Under Johnson, GDP grew at 10.2 percent. Under Nixon, 11 percent. Under Ford, 9.3 percent. Under Reagan, GDP grew at a rate of 8.2 percent in 1984.
But since 1984, GDP growth has been slowing. There has not been a first quarter under any president, when GDP grew more than 5.0 percent. The closest it came was in the first quarter of 2006, when George W. Bush was president, and GDP growth hit 4.9 percent.
So if I accept the government’s cold weather theory, I have to believe that we haven’t had cold weather in January, February, and March for the past 30 years. Hmmm? Hey, I lived in D.C. back then and I can tell you for certain that it was cold during the winter. We had LOTS of cold weather, snow, sleet, and ice. And we still had positive GDP numbers for the first quarter.
The government is also saying that the poor growth numbers could be because of a poor model. Hmmm? Blame it on the model? But wasn’t this the same model that was used to calculate the positive numbers for the past 30 years? So just like social security, where they changed the model more than 20 times in the last 25 years to ‘tweek’ the CPI (so they can justify giving you less money for social security), now they want you to believe the model used to calculate GDP is broken. Hmmm? It worked for 30 years, but now its broken because it produced a negative growth number.
The government said the ‘contraction’ was a NEGATIVE 0.7 percent. Maybe…just maybe the reading is CORRECT and is due to something else? Maybe things are really not really as good at O says? Maybe that’s why all the cockpit indicators are RED.
Maybe?
Anyhow, do some thinking on this during the weekend. Most of you have been with me long enough to understand the risk of being in the market when an Ending Diagonal is the primary working pattern. You also understand what usually happens when the cockpit indicators turn RED. Things don’t usually end well.
This is the time when you need to be thinking about getting out of the valley and paying the six bucks commission to get back into the safety of the castle. You know the story. I talk about it in every Class. The lions, tigers, and bears are now entering the valley. The RED cockpit indicators are telling you that there is real danger ahead.

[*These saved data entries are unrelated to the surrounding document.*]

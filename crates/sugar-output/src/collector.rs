//! `DataCollector<S>` — named per-tick model reporters.

use sugar_core::Tick;

/// One registered reporter: a name plus the function that computes its
/// value from the observed state.
struct Reporter<S> {
    name: String,
    compute: Box<dyn Fn(&S) -> f64 + Send>,
}

/// One collected sample: the tick it was taken at and one value per
/// registered reporter, in registration order.
#[derive(Clone, Debug, PartialEq)]
pub struct SampleRow {
    pub tick: Tick,
    pub values: Vec<f64>,
}

/// Accumulates a time series of named metrics evaluated against borrowed
/// model state.
///
/// Generic over the observed state type `S` so callers decide what the
/// reporters may see.  The model collects with a split field borrow
/// (`&mut` collector, `&` schedule), which is why reporters receive the
/// state as an argument instead of capturing it.
pub struct DataCollector<S> {
    reporters: Vec<Reporter<S>>,
    rows: Vec<SampleRow>,
}

impl<S> DataCollector<S> {
    pub fn new() -> Self {
        Self {
            reporters: Vec::new(),
            rows: Vec::new(),
        }
    }

    /// Register a named reporter.
    ///
    /// All reporters must be registered before the first collection —
    /// adding one later would leave earlier rows short a column.
    pub fn register(&mut self, name: impl Into<String>, compute: impl Fn(&S) -> f64 + Send + 'static) {
        debug_assert!(
            self.rows.is_empty(),
            "reporters must be registered before the first collection"
        );
        self.reporters.push(Reporter {
            name: name.into(),
            compute: Box::new(compute),
        });
    }

    /// Evaluate every reporter against `state` and append one sample row.
    pub fn collect(&mut self, tick: Tick, state: &S) {
        let values = self.reporters.iter().map(|r| (r.compute)(state)).collect();
        self.rows.push(SampleRow { tick, values });
    }

    // ── Queries ───────────────────────────────────────────────────────────

    /// Registered series names, in registration (column) order.
    pub fn names(&self) -> impl Iterator<Item = &str> {
        self.reporters.iter().map(|r| r.name.as_str())
    }

    /// Number of samples collected so far.
    pub fn sample_count(&self) -> usize {
        self.rows.len()
    }

    pub fn is_empty(&self) -> bool {
        self.rows.is_empty()
    }

    /// All collected rows, oldest first.
    pub fn rows(&self) -> &[SampleRow] {
        &self.rows
    }

    /// The full history of one named series, or `None` for an unknown name.
    pub fn series(&self, name: &str) -> Option<Vec<f64>> {
        let col = self.reporters.iter().position(|r| r.name == name)?;
        Some(self.rows.iter().map(|row| row.values[col]).collect())
    }

    /// The most recent value of one named series.
    pub fn latest(&self, name: &str) -> Option<f64> {
        let col = self.reporters.iter().position(|r| r.name == name)?;
        self.rows.last().map(|row| row.values[col])
    }
}

impl<S> Default for DataCollector<S> {
    fn default() -> Self {
        Self::new()
    }
}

I’m not saying that the market is going to collapse next week. I’m NOT! The pattern still allows for one more push higher. If this happens this week, I’ll start looking to establish additional ‘trial’ short positions in the indexes.
However IF the Dow starts to generate downside momentum next week, I will have to change my tactics. If the Dow breaks 17,800, and the momentum starts to increase, I will take that as confirmation that the Bear Market has started. If 17,800 is broken, it means that the Dow topped on 20 May at 18,351, exactly as predicted. I want to be aggressively short this market below 17,800.
On Friday, I added a ‘trial ‘position in TWM, the inverse index ETF for the Russell 2K. Again, I’m still being cautious. The Money Flow indicator on the daily chart for TWM is still negative. If MF turns positive, I’ll become more aggressive.
Again, my primary strategy now that The Tide is negative, is to look for inverse index ETFs to buy as they appear on the Dean’s List. On Thursday the only inverse index ETFs on the List were the ETFs for the Russell. But now, all four of the inverse index ETFs are on the List. As long as they stay on the List, and The Tide remains negative, I will look for opportunities to add to my ‘trial’ positions.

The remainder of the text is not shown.